Along the way, they learn the importance of sound recordkeeping practices and business skills; promote proper pet care and host pet adoption days; coordinate activities with local garden clubs; and interact with public officials on the school board, Wyandotte Downtown Development Authority and city council.
Roosevelt's FFA program has grown into a regional powerhouse, currently boasting more than 120 students and routinely earning chapter and individual proficiency awards. RHS students have attended every state FFA convention for the past five years and gone on to the national FFA convention four times.
I met the advisor for this program at the farmers market last year, and as we talked, we realized that by adding herbs to the repertoire of plants the students grew and understood, we could enhance their program while helping to keep herbology, which seems like a dying craft, alive.

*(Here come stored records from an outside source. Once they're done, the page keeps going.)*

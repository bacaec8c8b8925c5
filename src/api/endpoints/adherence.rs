//! `GET /api/adherence`: completion statistics for a scope.

use axum::extract::{Query, State};
use axum::Json;
use chrono::Utc;
use serde::Serialize;

use crate::api::error::ApiError;
use crate::api::types::{ApiContext, ScopeQuery};
use crate::dashboard::ResourceErrorView;
use crate::models::SubjectId;
use crate::monitoring::AdherenceSummary;

use super::load_analysis;

#[derive(Serialize)]
pub struct SubjectAdherence {
    pub subject_id: SubjectId,
    pub subject_name: Option<String>,
    pub summary: AdherenceSummary,
}

#[derive(Serialize)]
pub struct AdherenceResponse {
    pub summary: AdherenceSummary,
    pub subjects: Vec<SubjectAdherence>,
    pub errors: Vec<ResourceErrorView>,
}

pub async fn get(
    State(ctx): State<ApiContext>,
    Query(query): Query<ScopeQuery>,
) -> Result<Json<AdherenceResponse>, ApiError> {
    let (data, analysis) = load_analysis(&ctx, &query, Utc::now(), None).await?;

    let subjects = ctx
        .engine
        .per_subject(&analysis.doses)
        .into_iter()
        .map(|(subject_id, summary)| SubjectAdherence {
            subject_name: data.scope.name_of(&subject_id).map(str::to_string),
            subject_id,
            summary,
        })
        .collect();

    Ok(Json(AdherenceResponse {
        summary: analysis.summary,
        subjects,
        errors: data.errors.iter().map(ResourceErrorView::from).collect(),
    }))
}
//! Shared state and request types for the HTTP layer.

use std::sync::Arc;

use serde::Deserialize;

use crate::api::error::ApiError;
use crate::config::MonitorConfig;
use crate::fetch::{ScopeMonitor, StatusPoller};
use crate::models::enums::ScopeKind;
use crate::models::SubjectId;
use crate::monitoring::MonitoringEngine;

/// Upper bound on any caller-supplied list limit.
pub const MAX_LIMIT: usize = 200;

// ═══════════════════════════════════════════════════════════
// API context
// ═══════════════════════════════════════════════════════════

/// Shared context for all API routes.
#[derive(Clone)]
pub struct ApiContext {
    pub engine: Arc<MonitoringEngine>,
    pub monitor: Arc<ScopeMonitor>,
    pub poller: Arc<StatusPoller>,
    pub config: Arc<MonitorConfig>,
}

impl ApiContext {
    pub fn new(
        engine: Arc<MonitoringEngine>,
        monitor: Arc<ScopeMonitor>,
        poller: Arc<StatusPoller>,
        config: Arc<MonitorConfig>,
    ) -> Self {
        Self {
            engine,
            monitor,
            poller,
            config,
        }
    }
}

// ═══════════════════════════════════════════════════════════
// Query parameters
// ═══════════════════════════════════════════════════════════

/// `?scope=<self|household|managed>&viewer=<id>`
#[derive(Debug, Deserialize)]
pub struct ScopeQuery {
    pub scope: Option<String>,
    pub viewer: Option<String>,
    pub limit: Option<String>,
}

impl ScopeQuery {
    /// Scope kind defaults to `self` when omitted.
    pub fn scope_kind(&self) -> Result<ScopeKind, ApiError> {
        match self.scope.as_deref().map(str::trim).filter(|s| !s.is_empty()) {
            None => Ok(ScopeKind::SelfOnly),
            Some(raw) => raw
                .parse::<ScopeKind>()
                .map_err(|e| ApiError::BadRequest(e.to_string())),
        }
    }

    pub fn viewer(&self) -> Result<SubjectId, ApiError> {
        self.viewer
            .as_deref()
            .map(str::trim)
            .filter(|v| !v.is_empty())
            .map(SubjectId::new)
            .ok_or_else(|| ApiError::BadRequest("viewer is required".into()))
    }

    /// Positive limit capped at `MAX_LIMIT`; anything unusable falls back.
    pub fn limit_or(&self, fallback: usize) -> usize {
        parse_limit(self.limit.as_deref(), fallback)
    }
}

pub fn parse_limit(raw: Option<&str>, fallback: usize) -> usize {
    match raw.and_then(|s| s.trim().parse::<f64>().ok()) {
        Some(n) if n.is_finite() && n > 0.0 => (n as usize).clamp(1, MAX_LIMIT),
        _ => fallback,
    }
}
pub mod api;
pub mod config;
pub mod dashboard;
pub mod fetch;
pub mod models;
pub mod monitoring;

use std::sync::Arc;

use tokio_util::sync::CancellationToken;
use tracing_subscriber::EnvFilter;

use crate::api::ApiContext;
use crate::config::MonitorConfig;
use crate::fetch::{FetchSettings, HttpSource, InMemoryStore, ResourceError, ScopeMonitor, StatusPoller};
use crate::monitoring::MonitoringEngine;

#[derive(Debug, thiserror::Error)]
pub enum StartupError {
    #[error(transparent)]
    Config(#[from] config::ConfigError),
    #[error("Cannot build upstream client: {0}")]
    Upstream(#[from] ResourceError),
    #[error("{0}")]
    Server(String),
}

pub async fn run() -> Result<(), StartupError> {
    tracing_subscriber::fmt()
        .with_env_filter(
            EnvFilter::try_from_default_env()
                .unwrap_or_else(|_| EnvFilter::new(config::default_log_filter())),
        )
        .init();

    tracing::info!("{} starting v{}", config::APP_NAME, config::APP_VERSION);

    let config = Arc::new(MonitorConfig::load()?);
    let source = Arc::new(HttpSource::from_config(&config)?);
    let monitor = Arc::new(ScopeMonitor::new(
        source,
        Arc::new(InMemoryStore::new()),
        FetchSettings::from_config(&config),
    ));
    let poller = Arc::new(StatusPoller::new(monitor.clone(), config.poll_interval()));
    let engine = Arc::new(MonitoringEngine::new(&config));

    let cancel = CancellationToken::new();
    let poller_task = poller.spawn(cancel.clone());

    let ctx = ApiContext::new(engine, monitor.clone(), poller, config.clone());
    let server = api::start_api_server(ctx, &config.bind_addr)
        .await
        .map_err(StartupError::Server)?;
    tracing::info!(addr = %server.addr, upstream = %config.upstream_url, "Monitor ready");

    if let Err(e) = tokio::signal::ctrl_c().await {
        tracing::error!("Cannot listen for shutdown signal: {e}");
    }

    tracing::info!("Shutting down");
    cancel.cancel();
    server.shutdown().await;
    if let Err(e) = monitor.shutdown() {
        tracing::error!("Cannot cancel in-flight fetches: {e}");
    }
    if let Err(e) = poller_task.await {
        tracing::error!("Status poller task failed: {e}");
    }
    Ok(())
}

So we began recently, working with a small group of students, introducing them to herbs and working with them in the greenhouse to plant a wide variety of seeds.
In two days, this week, we were able to plant seed for just over 1250 herbs plants.
We planted many of the standard herbs commonly grown by beginners, as well as a few of the more unusual herbs.
Some of these plants will end up in the school gardens, some will end up being sold, and some will be used strictly to grow seed for next year's gardens.
As the year progresses we hope to be able to teach the students how to prune, and care for their plants, how to harvest herbs, and how to dry, preserve and use the herbs that they grow.
This is an exciting partnership for us and we are looking forward to a long term relationship with the high school.